**Your goal**
Nothing below is to be printed except the lines between the line holding "(temp_dir, manager)" and the line holding "pub fn writes(&self)", inclusive, each exactly as it appears.

*** Opening of Given information ***

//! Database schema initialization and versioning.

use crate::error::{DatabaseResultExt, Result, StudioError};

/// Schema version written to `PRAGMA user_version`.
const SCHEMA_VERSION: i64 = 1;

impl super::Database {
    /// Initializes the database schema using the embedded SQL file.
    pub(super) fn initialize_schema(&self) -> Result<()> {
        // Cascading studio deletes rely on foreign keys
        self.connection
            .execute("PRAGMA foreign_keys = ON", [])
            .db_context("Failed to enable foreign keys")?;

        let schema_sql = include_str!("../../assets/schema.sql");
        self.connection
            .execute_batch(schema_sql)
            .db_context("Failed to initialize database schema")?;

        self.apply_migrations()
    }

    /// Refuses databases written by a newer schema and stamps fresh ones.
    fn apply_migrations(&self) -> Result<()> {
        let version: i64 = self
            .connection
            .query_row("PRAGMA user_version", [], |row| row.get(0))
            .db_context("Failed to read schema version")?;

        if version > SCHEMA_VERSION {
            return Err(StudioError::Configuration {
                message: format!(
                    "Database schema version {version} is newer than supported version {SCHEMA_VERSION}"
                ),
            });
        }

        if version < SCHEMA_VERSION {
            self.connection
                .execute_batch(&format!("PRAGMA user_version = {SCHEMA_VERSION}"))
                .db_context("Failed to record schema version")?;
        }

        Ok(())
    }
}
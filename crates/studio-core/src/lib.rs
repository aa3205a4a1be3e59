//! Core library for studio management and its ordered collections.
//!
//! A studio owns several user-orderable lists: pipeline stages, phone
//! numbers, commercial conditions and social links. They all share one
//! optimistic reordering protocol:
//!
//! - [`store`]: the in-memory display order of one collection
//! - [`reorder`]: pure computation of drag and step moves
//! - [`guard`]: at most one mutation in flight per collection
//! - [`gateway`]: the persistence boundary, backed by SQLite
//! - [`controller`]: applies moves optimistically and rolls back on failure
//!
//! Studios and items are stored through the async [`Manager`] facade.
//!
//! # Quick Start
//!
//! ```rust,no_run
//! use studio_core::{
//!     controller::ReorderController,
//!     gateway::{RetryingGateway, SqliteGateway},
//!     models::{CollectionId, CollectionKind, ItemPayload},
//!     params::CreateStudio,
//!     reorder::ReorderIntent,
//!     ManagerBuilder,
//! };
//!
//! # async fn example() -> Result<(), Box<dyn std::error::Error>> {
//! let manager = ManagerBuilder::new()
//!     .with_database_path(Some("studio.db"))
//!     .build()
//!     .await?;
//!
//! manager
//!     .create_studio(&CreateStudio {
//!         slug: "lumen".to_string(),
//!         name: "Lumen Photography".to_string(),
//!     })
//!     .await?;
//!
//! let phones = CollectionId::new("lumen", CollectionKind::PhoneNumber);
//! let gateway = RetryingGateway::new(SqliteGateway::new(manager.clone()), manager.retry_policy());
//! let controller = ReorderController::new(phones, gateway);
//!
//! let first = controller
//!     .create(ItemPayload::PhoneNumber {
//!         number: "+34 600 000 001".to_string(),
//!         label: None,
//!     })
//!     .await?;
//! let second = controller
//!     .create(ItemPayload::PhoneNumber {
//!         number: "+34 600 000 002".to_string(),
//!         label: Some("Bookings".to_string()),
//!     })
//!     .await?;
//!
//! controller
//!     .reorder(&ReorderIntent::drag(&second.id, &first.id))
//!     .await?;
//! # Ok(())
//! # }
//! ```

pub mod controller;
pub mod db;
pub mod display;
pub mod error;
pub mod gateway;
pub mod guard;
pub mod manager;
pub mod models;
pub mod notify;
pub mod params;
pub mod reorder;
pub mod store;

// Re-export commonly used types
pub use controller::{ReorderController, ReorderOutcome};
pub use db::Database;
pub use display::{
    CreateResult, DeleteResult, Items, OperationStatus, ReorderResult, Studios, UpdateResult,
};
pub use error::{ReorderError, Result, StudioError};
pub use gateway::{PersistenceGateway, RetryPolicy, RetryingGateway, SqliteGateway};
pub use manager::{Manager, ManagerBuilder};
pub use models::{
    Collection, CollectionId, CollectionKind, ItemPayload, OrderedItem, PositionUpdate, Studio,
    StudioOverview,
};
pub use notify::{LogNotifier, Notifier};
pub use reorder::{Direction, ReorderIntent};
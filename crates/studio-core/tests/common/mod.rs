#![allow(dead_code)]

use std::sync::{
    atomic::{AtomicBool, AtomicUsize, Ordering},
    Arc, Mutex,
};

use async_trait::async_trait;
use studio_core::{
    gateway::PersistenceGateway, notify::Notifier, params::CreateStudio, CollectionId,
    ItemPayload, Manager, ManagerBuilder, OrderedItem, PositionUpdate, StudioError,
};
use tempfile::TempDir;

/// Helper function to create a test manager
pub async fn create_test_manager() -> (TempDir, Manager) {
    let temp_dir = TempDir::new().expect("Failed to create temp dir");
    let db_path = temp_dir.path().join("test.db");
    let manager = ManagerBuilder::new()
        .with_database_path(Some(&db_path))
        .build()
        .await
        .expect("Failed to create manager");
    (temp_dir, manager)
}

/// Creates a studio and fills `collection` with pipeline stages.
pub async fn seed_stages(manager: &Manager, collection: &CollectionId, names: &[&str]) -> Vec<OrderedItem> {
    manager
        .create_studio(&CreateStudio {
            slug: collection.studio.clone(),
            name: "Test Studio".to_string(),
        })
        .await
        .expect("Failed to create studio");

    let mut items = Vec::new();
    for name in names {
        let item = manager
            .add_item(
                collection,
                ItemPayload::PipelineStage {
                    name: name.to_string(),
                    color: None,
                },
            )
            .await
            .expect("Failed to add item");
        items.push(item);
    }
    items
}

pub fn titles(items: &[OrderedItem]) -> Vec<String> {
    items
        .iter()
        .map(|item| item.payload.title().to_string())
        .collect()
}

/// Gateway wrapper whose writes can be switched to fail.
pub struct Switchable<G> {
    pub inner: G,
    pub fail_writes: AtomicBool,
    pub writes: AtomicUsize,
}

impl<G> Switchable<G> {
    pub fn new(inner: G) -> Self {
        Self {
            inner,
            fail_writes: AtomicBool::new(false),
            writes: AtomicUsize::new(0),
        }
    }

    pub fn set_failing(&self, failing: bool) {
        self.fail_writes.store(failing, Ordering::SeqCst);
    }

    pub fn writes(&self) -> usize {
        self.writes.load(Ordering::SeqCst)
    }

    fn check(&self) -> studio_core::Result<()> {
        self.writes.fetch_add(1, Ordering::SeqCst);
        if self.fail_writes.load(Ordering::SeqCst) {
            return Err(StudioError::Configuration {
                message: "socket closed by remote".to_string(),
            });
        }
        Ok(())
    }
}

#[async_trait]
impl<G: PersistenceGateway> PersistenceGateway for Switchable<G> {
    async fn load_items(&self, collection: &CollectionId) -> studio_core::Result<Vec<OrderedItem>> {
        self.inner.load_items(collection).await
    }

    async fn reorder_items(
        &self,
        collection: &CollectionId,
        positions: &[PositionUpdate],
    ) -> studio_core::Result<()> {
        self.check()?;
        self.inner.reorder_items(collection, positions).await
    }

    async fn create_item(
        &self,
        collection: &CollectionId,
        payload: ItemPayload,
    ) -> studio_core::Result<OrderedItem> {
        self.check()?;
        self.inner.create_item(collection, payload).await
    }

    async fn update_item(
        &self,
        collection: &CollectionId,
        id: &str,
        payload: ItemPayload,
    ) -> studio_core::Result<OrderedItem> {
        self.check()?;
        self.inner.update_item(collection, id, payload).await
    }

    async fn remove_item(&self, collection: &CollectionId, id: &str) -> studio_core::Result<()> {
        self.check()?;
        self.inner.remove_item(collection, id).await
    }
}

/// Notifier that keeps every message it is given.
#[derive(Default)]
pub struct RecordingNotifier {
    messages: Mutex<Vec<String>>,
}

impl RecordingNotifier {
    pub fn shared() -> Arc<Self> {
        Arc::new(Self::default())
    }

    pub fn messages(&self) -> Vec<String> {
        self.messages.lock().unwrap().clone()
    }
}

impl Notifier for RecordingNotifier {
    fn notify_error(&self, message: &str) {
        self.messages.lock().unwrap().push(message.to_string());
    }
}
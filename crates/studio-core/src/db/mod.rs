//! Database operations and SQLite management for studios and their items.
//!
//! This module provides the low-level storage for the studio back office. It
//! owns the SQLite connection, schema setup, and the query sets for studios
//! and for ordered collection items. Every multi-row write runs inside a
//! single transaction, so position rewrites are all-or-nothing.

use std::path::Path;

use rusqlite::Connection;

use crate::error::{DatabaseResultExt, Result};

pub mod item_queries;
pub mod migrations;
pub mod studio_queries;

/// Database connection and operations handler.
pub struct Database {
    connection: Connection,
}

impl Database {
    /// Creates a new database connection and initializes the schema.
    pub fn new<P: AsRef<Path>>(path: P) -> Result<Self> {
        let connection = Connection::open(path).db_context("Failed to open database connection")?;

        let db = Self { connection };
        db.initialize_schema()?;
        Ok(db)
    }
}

*** Close of Given information ***

**Written solution**
    (temp_dir, manager)
}

/// Creates a studio and fills `collection` with pipeline stages.
pub async fn seed_stages(manager: &Manager, collection: &CollectionId, names: &[&str]) -> Vec<OrderedItem> {
    manager
        .create_studio(&CreateStudio {
            slug: collection.studio.clone(),
            name: "Test Studio".to_string(),
        })
        .await
        .expect("Failed to create studio");

    let mut items = Vec::new();
    for name in names {
        let item = manager
            .add_item(
                collection,
                ItemPayload::PipelineStage {
                    name: name.to_string(),
                    color: None,
                },
            )
            .await
            .expect("Failed to add item");
        items.push(item);
    }
    items
}

pub fn titles(items: &[OrderedItem]) -> Vec<String> {
    items
        .iter()
        .map(|item| item.payload.title().to_string())
        .collect()
}

/// Gateway wrapper whose writes can be switched to fail.
pub struct Switchable<G> {
    pub inner: G,
    pub fail_writes: AtomicBool,
    pub writes: AtomicUsize,
}

impl<G> Switchable<G> {
    pub fn new(inner: G) -> Self {
        Self {
            inner,
            fail_writes: AtomicBool::new(false),
            writes: AtomicUsize::new(0),
        }
    }

    pub fn set_failing(&self, failing: bool) {
        self.fail_writes.store(failing, Ordering::SeqCst);
    }

    pub fn writes(&self) -> usize {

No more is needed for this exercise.